とはいえ、どの型にも共通する「細菌→宿主応答→破壊」という背骨は同じ。その背骨の上で、遺伝やリスク因子が型ごとに違いを生む。だから臨床では「歯周病」とひとくくりにせず、その人がどの型で、どんなリスクを抱えているかまで見て初めて、進行と治療反応が読めてくる——という発想につながります。

明日の臨床へ:磨かせるだけでなく、”燃えやすさ”を診る

このモデルが臨床に効くのは、介入の的が一つ増えるからです。細菌チャレンジを下げる(プラークコントロール・SRP・抗菌)だけでなく、宿主側の”燃えやすさ”を減らすという軸が正面から加わりました。

とりわけ喫煙。細菌量が同じでも、喫煙はこのモデルの流れを増幅する代表的なリスク因子です。禁煙支援・糖尿病コントロールといった全身のリスク管理が、「歯周治療の一部」として意味を持つ。さらに、破壊経路(MMPや炎症メディエーター)を標的にした診断・治療という発想の芽も、この序論の中にはっきり示されています。

チェアサイドの一言に: 「歯周病は”細菌だけ”では決まりません。同じ汚れでも、体質や喫煙で”炎症の燃え方”が変わる。

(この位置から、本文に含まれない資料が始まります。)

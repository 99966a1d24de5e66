/// Configuration integration tests.
///
/// Unit tests for schema defaults and TOML parsing live in the config
/// modules' `#[cfg(test)]` blocks. These tests exercise the full
/// [`config::load`] pipeline, including environment overrides.
///
/// Note: `load()` also merges any `~/.tonedown/config.toml` or
/// `.tonedown.toml` present on the machine running the tests, so the
/// assertions only cover fields pinned by environment variables, which
/// are applied last and always win.
///
/// # Safety
///
/// `std::env::set_var` / `remove_var` are `unsafe` in the 2024 edition.
/// All environment mutation is combined into a single `#[test]` so no
/// other test in this binary races with it, and the asserted fields of
/// the remaining tests are never touched by environment overrides.
use tonedown::config;

/// Helper: set an env var (wraps the `unsafe` call).
unsafe fn set_env(key: &str, val: &str) {
    unsafe { std::env::set_var(key, val) }
}

/// Helper: remove an env var (wraps the `unsafe` call).
unsafe fn remove_env(key: &str) {
    unsafe { std::env::remove_var(key) }
}

#[test]
fn environment_overrides_always_win() {
    unsafe {
        set_env("TONEDOWN_BASE_URL", "http://envhost:8123");
        set_env("TONEDOWN_BIND", "0.0.0.0:8123");
        set_env("TONEDOWN_API_URL", "http://localhost:11434/v1");
        set_env("TONEDOWN_MODEL", "llama-3.3-70b-versatile");
        set_env("TONEDOWN_MAX_TOKENS", "2048");
        set_env("TONEDOWN_TIMEOUT_SECS", "90");
        set_env("TONEDOWN_LOG", "0");
        set_env("TONEDOWN_DEFAULT_TONE", "legal");
    }

    let config = config::load();

    assert_eq!(config.client.base_url, "http://envhost:8123");
    assert_eq!(config.server.bind, "0.0.0.0:8123");
    assert_eq!(config.llm.api_url, "http://localhost:11434/v1");
    assert_eq!(config.llm.model, "llama-3.3-70b-versatile");
    assert_eq!(config.llm.max_tokens, 2048);
    assert_eq!(config.llm.timeout_secs, 90);
    assert!(!config.logging.enabled, "TONEDOWN_LOG=0 should disable logging");
    assert_eq!(config.general.default_tone, "legal");

    // --- unparseable numbers are skipped, not fatal ---
    unsafe { set_env("TONEDOWN_MAX_TOKENS", "not-a-number") };
    let _ = config::load();

    // --- empty values are ignored entirely ---
    unsafe { set_env("TONEDOWN_MODEL", "") };
    let config = config::load();
    assert_ne!(config.llm.model, "");

    unsafe {
        remove_env("TONEDOWN_BASE_URL");
        remove_env("TONEDOWN_BIND");
        remove_env("TONEDOWN_API_URL");
        remove_env("TONEDOWN_MODEL");
        remove_env("TONEDOWN_MAX_TOKENS");
        remove_env("TONEDOWN_TIMEOUT_SECS");
        remove_env("TONEDOWN_LOG");
        remove_env("TONEDOWN_DEFAULT_TONE");
    }
}

#[test]
fn effective_config_renders_as_valid_toml() {
    let rendered = config::show_effective_config().unwrap();
    let parsed: tonedown::config::schema::ToneDownConfig =
        toml::from_str(&rendered).expect("effective config must parse back");

    // UI strings have no environment override, so they are stable here
    // no matter what the machine's config files say about other fields.
    let loaded = config::load();
    assert_eq!(parsed.ui.prompt_rewrite, loaded.ui.prompt_rewrite);
    assert_eq!(parsed.ui.chat_error_reply, loaded.ui.chat_error_reply);
}

#[test]
fn home_expansion_covers_the_log_path_forms() {
    let home = dirs::home_dir().expect("test host has a home directory");

    assert_eq!(
        config::expand_home("~/.tonedown/usage-log.jsonl"),
        Some(home.join(".tonedown").join("usage-log.jsonl"))
    );
    assert_eq!(config::expand_home("~"), Some(home));
    assert_eq!(
        config::expand_home("/var/log/tonedown.jsonl"),
        Some(std::path::PathBuf::from("/var/log/tonedown.jsonl"))
    );
}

だから磨き方に加えて、タバコや全身の状態も一緒に整えていくと、進み方そのものを抑えられます」——プラークコントロール一辺倒ではない説明の土台になります。

ここだけ、冷静に補助線

ここだけ、冷静に補助線
これは特集号の”序論”であり、個別の臨床試験ではなく、当時までの知見を統合した概念モデルです。ですから「この治療が何%効く」といった実証データを示すものではありません。1997年時点では分子・遺伝レベルの詳細はまだ多くが未解明とも本文は明言しています。それでも、「細菌は必要だが不十分」「破壊の実行犯は宿主応答」「リスク因子が病像を左右する」という骨組みは、その後の膨大な研究で肉付けされ、現代のリスク層別化・禁煙支援・宿主モジュレーションの設計図として今も生きています。

今日のひとこと

歯周病は「細菌の感染症」であると同時に、「宿主応答の病気」でもある。細菌は引き金にすぎず、組織を壊しているのは自分の防御反応そのもの——その燃え方を遺伝や喫煙が左右する。だから細菌を減らすだけでなく、”燃えやすさ”を診て整える。27年前のこの一枚の設計図が、今日のペリオの見取り図になっています。

出典(PubMed):Page RC, Kornman KS. The pathogenesis of human periodontitis: an introduction. Periodontol 2000. 1997;14:9-11. PMID: 9567963
※本記事は論文の要点を歯科医療従事者向けにまとめた解説です。臨床判断は原著と最新のエビデンスをご確認ください。